## What you have to do
Retype the entries in full, exactly.

(Saved entries)

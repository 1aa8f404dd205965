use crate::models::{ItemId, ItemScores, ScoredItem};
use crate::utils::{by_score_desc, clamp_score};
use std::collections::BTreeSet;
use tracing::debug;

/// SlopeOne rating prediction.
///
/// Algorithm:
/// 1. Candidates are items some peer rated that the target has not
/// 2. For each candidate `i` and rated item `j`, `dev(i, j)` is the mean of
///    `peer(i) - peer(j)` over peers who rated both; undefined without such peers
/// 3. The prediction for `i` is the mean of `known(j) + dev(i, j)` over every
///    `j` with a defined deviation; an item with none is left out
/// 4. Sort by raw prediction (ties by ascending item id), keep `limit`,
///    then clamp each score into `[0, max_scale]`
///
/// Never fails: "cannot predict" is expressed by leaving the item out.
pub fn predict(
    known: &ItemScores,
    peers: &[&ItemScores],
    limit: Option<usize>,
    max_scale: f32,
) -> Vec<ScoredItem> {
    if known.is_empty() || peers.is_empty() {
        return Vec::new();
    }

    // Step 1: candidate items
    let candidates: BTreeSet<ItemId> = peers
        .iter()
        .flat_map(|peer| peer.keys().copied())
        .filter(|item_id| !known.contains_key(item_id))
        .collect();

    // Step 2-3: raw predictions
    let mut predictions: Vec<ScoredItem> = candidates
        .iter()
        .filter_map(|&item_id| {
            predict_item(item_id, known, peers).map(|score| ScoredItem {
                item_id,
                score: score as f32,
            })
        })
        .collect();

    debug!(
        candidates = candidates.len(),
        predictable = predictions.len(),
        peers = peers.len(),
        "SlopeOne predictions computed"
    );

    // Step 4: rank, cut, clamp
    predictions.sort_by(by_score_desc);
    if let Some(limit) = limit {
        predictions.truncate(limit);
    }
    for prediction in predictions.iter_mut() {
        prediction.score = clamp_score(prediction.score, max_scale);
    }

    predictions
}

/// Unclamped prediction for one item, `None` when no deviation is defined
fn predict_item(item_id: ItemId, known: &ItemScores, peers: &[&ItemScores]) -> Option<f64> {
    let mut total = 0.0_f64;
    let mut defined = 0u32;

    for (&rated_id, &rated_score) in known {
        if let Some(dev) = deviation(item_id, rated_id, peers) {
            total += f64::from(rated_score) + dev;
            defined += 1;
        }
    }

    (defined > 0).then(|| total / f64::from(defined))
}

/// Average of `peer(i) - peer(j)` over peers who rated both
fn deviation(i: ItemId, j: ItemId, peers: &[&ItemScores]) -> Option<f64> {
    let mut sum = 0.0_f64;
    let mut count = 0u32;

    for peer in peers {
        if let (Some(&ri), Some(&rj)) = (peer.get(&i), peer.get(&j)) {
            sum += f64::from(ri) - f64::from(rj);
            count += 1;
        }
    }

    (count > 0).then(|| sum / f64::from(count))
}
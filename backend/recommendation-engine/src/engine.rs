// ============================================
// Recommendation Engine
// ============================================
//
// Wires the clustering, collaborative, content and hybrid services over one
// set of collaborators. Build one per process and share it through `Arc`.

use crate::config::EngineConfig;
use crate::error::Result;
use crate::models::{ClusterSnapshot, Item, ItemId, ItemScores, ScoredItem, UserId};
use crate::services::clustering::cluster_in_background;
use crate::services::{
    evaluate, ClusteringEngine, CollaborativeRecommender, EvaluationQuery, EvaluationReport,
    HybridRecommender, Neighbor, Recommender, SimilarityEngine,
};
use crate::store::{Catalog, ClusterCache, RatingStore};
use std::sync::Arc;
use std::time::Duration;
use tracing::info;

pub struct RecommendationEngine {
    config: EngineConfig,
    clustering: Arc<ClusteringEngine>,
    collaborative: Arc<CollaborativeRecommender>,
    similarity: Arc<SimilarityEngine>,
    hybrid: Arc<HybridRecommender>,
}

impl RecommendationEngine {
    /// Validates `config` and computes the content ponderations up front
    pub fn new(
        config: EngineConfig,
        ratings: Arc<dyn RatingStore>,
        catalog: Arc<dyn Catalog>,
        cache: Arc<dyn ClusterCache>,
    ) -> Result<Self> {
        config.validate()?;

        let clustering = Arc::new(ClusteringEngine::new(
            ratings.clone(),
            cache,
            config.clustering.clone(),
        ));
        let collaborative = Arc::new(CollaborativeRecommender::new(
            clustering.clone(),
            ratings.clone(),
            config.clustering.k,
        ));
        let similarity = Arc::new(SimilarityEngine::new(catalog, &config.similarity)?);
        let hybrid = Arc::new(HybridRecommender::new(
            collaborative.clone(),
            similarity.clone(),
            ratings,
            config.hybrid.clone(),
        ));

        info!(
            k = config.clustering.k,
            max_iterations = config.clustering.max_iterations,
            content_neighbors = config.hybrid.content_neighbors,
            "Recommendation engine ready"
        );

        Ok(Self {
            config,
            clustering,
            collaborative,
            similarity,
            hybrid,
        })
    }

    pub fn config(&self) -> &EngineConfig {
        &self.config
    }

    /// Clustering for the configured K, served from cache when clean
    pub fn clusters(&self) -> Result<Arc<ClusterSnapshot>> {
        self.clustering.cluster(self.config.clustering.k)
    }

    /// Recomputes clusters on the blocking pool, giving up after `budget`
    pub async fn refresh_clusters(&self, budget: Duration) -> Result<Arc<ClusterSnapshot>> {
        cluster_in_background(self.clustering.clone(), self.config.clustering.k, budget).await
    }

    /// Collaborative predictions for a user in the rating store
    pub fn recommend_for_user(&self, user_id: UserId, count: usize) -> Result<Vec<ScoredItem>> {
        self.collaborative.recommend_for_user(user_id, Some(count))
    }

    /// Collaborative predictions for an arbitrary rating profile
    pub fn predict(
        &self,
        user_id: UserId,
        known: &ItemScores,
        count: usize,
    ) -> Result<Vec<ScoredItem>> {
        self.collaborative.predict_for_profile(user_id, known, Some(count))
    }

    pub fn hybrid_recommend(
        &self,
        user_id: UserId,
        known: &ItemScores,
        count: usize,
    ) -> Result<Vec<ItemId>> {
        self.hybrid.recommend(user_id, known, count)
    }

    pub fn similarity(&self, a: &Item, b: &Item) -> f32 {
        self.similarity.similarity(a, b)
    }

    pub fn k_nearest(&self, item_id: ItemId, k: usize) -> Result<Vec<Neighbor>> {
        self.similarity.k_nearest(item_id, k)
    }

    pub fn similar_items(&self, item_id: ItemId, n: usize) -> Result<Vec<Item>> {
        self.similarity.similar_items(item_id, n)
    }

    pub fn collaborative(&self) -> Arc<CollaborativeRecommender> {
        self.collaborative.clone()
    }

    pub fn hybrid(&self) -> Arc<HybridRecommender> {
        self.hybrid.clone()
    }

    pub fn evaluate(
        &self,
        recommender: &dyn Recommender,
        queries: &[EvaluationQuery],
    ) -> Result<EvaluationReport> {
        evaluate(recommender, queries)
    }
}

## Task result
repository 1aa8f404dd205965
use crate::models::{ItemId, ItemScores, ScoredItem};
use crate::utils::{by_score_desc, clamp_score};
use std::collections::BTreeSet;
use tracing::debug;

/// SlopeOne rating prediction.
///
/// Algorithm:
/// 1. Candidates are items some peer rated that the target has not
/// 2. For each candidate `i` and rated item `j`, `dev(i, j)` is the mean of
///    `peer(i) - peer(j)` over peers who rated both; undefined without such peers
/// 3. The prediction for `i` is the mean of `known(j) + dev(i, j)` over every
///    `j` with a defined deviation; an item with none is left out
/// 4. Sort by raw prediction (ties by ascending item id), keep `limit`,
///    then clamp each score into `[0, max_scale]`
///
/// Never fails: "cannot predict" is expressed by leaving the item out.
pub fn predict(
    known: &ItemScores,
    peers: &[&ItemScores],
    limit: Option<usize>,
    max_scale: f32,
) -> Vec<ScoredItem> {
    if known.is_empty() || peers.is_empty() {
        return Vec::new();
    }

    // Step 1: candidate items
    let candidates: BTreeSet<ItemId> = peers
        .iter()
        .flat_map(|peer| peer.keys().copied())
        .filter(|item_id| !known.contains_key(item_id))
        .collect();

    // Step 2-3: raw predictions
    let mut predictions: Vec<ScoredItem> = candidates
        .iter()
        .filter_map(|&item_id| {
            predict_item(item_id, known, peers).map(|score| ScoredItem {
                item_id,
                score: score as f32,
            })
        })
        .collect();

    debug!(
        candidates = candidates.len(),
        predictable = predictions.len(),
        peers = peers.len(),
        "SlopeOne predictions computed"
    );

    // Step 4: rank, cut, clamp
    predictions.sort_by(by_score_desc);
    if let Some(limit) = limit {
        predictions.truncate(limit);
    }
    for prediction in predictions.iter_mut() {
        prediction.score = clamp_score(prediction.score, max_scale);
    }

    predictions
}

/// Unclamped prediction for one item, `None` when no deviation is defined
fn predict_item(item_id: ItemId, known: &ItemScores, peers: &[&ItemScores]) -> Option<f64> {
    let mut total = 0.0_f64;
    let mut defined = 0u32;

    for (&rated_id, &rated_score) in known {
        if let Some(dev) = deviation(item_id, rated_id, peers) {
            total += f64::from(rated_score) + dev;
            defined += 1;
        }
    }

    (defined > 0).then(|| total / f64::from(defined))
}

/// Average of `peer(i) - peer(j)` over peers who rated both
fn deviation(i: ItemId, j: ItemId, peers: &[&ItemScores]) -> Option<f64> {
    let mut sum = 0.0_f64;
    let mut count = 0u32;

    for peer in peers {
        if let (Some(&ri), Some(&rj)) = (peer.get(&i), peer.get(&j)) {
            sum += f64::from(ri) - f64::from(rj);
            count += 1;
        }
    }

    (count > 0).then(|| sum / f64::from(count))
}
filename backend/recommendation-engine/src/engine.rs
// ============================================
// Recommendation Engine
// ============================================
//
// Wires the clustering, collaborative, content and hybrid services over one
// set of collaborators. Build one per process and share it through `Arc`.

use crate::config::EngineConfig;
use crate::error::Result;
use crate::models::{ClusterSnapshot, Item, ItemId, ItemScores, ScoredItem, UserId};
use crate::services::clustering::cluster_in_background;
use crate::services::{
    evaluate, ClusteringEngine, CollaborativeRecommender, EvaluationQuery, EvaluationReport,
    HybridRecommender, Neighbor, Recommender, SimilarityEngine,
};
use crate::store::{Catalog, ClusterCache, RatingStore};
use std::sync::Arc;
use std::time::Duration;
use tracing::info;

pub struct RecommendationEngine {
    config: EngineConfig,
    clustering: Arc<ClusteringEngine>,
    collaborative: Arc<CollaborativeRecommender>,
    similarity: Arc<SimilarityEngine>,
    hybrid: Arc<HybridRecommender>,
}

impl RecommendationEngine {
    /// Validates `config` and computes the content ponderations up front
    pub fn new(
        config: EngineConfig,
        ratings: Arc<dyn RatingStore>,
        catalog: Arc<dyn Catalog>,
        cache: Arc<dyn ClusterCache>,
    ) -> Result<Self> {
        config.validate()?;

        let clustering = Arc::new(ClusteringEngine::new(
            ratings.clone(),
            cache,
            config.clustering.clone(),
        ));
        let collaborative = Arc::new(CollaborativeRecommender::new(
            clustering.clone(),
            ratings.clone(),
            config.clustering.k,
        ));
        let similarity = Arc::new(SimilarityEngine::new(catalog, &config.similarity)?);
        let hybrid = Arc::new(HybridRecommender::new(
            collaborative.clone(),
            similarity.clone(),
            ratings,
            config.hybrid.clone(),
        ));

        info!(
            k = config.clustering.k,
            max_iterations = config.clustering.max_iterations,
            content_neighbors = config.hybrid.content_neighbors,
            "Recommendation engine ready"
        );

        Ok(Self {
            config,
            clustering,
            collaborative,
            similarity,
            hybrid,
        })
    }

    pub fn config(&self) -> &EngineConfig {
        &self.config
    }

    /// Clustering for the configured K, served from cache when clean
    pub fn clusters(&self) -> Result<Arc<ClusterSnapshot>> {
        self.clustering.cluster(self.config.clustering.k)
    }

    /// Recomputes clusters on the blocking pool, giving up after `budget`
    pub async fn refresh_clusters(&self, budget: Duration) -> Result<Arc<ClusterSnapshot>> {
        cluster_in_background(self.clustering.clone(), self.config.clustering.k, budget).await
    }

    /// Collaborative predictions for a user in the rating store
    pub fn recommend_for_user(&self, user_id: UserId, count: usize) -> Result<Vec<ScoredItem>> {
        self.collaborative.recommend_for_user(user_id, Some(count))
    }

    /// Collaborative predictions for an arbitrary rating profile
    pub fn predict(
        &self,
        user_id: UserId,
        known: &ItemScores,
        count: usize,
    ) -> Result<Vec<ScoredItem>> {
        self.collaborative.predict_for_profile(user_id, known, Some(count))
    }

    pub fn hybrid_recommend(
        &self,
        user_id: UserId,
        known: &ItemScores,
        count: usize,
    ) -> Result<Vec<ItemId>> {
        self.hybrid.recommend(user_id, known, count)
    }

    pub fn similarity(&self, a: &Item, b: &Item) -> f32 {
        self.similarity.similarity(a, b)
    }

    pub fn k_nearest(&self, item_id: ItemId, k: usize) -> Result<Vec<Neighbor>> {
        self.similarity.k_nearest(item_id, k)
    }

    pub fn similar_items(&self, item_id: ItemId, n: usize) -> Result<Vec<Item>> {
        self.similarity.similar_items(item_id, n)
    }

    pub fn collaborative(&self) -> Arc<CollaborativeRecommender> {
        self.collaborative.clone()
    }

    pub fn hybrid(&self) -> Arc<HybridRecommender> {
        self.hybrid.clone()
    }

    pub fn evaluate(
        &self,
        recommender: &dyn Recommender,
        queries: &[EvaluationQuery],
    ) -> Result<EvaluationReport> {
        evaluate(recommender, queries)
    }
}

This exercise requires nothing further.